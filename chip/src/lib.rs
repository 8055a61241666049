pub mod chip8;
pub mod definitions;
pub mod devices;
pub mod display;
pub mod memory;
pub mod opcode;
pub mod registers;
pub mod resources;
pub mod runner;
pub mod timer;
mod error;

// reexporting for convinience
pub use error::*;
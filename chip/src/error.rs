use thiserror::Error;

use crate::opcode::Opcode;

/// Any error that stops the interpreter from executing the current instruction.
#[derive(Error, Debug, PartialEq, Eq, Clone, Copy)]
pub enum ProcessError {
    #[error("Invalid opcode state '{0}'.")]
    Opcode(#[from] OpcodeError),
    #[error("Invalid memory access '{0}'.")]
    Memory(#[from] MemoryError),
    #[error("Invalid stack state '{0}'.")]
    Stack(#[from] StackError),
    #[error("The machine was halted by an earlier error.")]
    Halted,
}

#[derive(Error, Debug, PartialEq, Eq, Clone, Copy)]
pub enum OpcodeError {
    #[error("An unsupported opcode was used {0:#06X}.")]
    Unknown(Opcode),
}

#[derive(Error, Debug, PartialEq, Eq, Clone, Copy)]
pub enum MemoryError {
    #[error("Address {address:#06X} with length {len} is outside of the memory.")]
    OutOfBounds { address: usize, len: usize },
}

#[derive(Error, Debug, PartialEq, Eq, Clone, Copy)]
pub enum StackError {
    #[error("Stack is full!")]
    Overflow,
    #[error("Stack is empty!")]
    Underflow,
}

#[derive(Error, Debug, PartialEq, Eq, Clone, Copy)]
pub enum KeyError {
    #[error("There is no key with the index {0}.")]
    Invalid(usize),
}

/// A fatal error together with the location it happened at.
#[derive(Error, Debug, PartialEq, Eq, Clone, Copy)]
#[error("Execution failed at {pc:#06X}{}: {source}", describe_opcode(.opcode))]
pub struct ExecutionError {
    /// The program counter the failing instruction was fetched from
    pub pc: usize,
    /// The failing opcode, `None` if it could not be fetched
    pub opcode: Option<Opcode>,
    #[source]
    pub source: ProcessError,
}

/// Errors while ingesting a rom image.
#[derive(Error, Debug)]
pub enum LoadError {
    #[error("Unable to read the rom '{0}'.")]
    Io(#[from] std::io::Error),
    #[error("Unable to extract the rom from the archive '{0}'.")]
    Archive(#[from] zip::result::ZipError),
    #[error("The rom '{0}' does not contain any data.")]
    Empty(String),
    #[error("The rom '{name}' has {len} bytes, but only {max} fit into memory.")]
    TooLarge { name: String, len: usize, max: usize },
    #[error("Unable to place the rom into memory '{0}'.")]
    Memory(#[from] MemoryError),
}

fn describe_opcode(opcode: &Option<Opcode>) -> String {
    match opcode {
        Some(opcode) => format!(" (opcode {:#06X})", opcode),
        None => String::new(),
    }
}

★ ★ ★ ★ ★ ★ ★

Please transcribe the data exactly from its first line. End with the line that contains "pub use error::*;".

▸ **Answer for the task**
filename chip/src/lib.rs
repository 8055a61241666049
pub mod chip8;
pub mod definitions;
pub mod devices;
pub mod display;
pub mod memory;
pub mod opcode;
pub mod registers;
pub mod resources;
pub mod runner;
pub mod timer;
mod error;

// reexporting for convinience
pub use error::*;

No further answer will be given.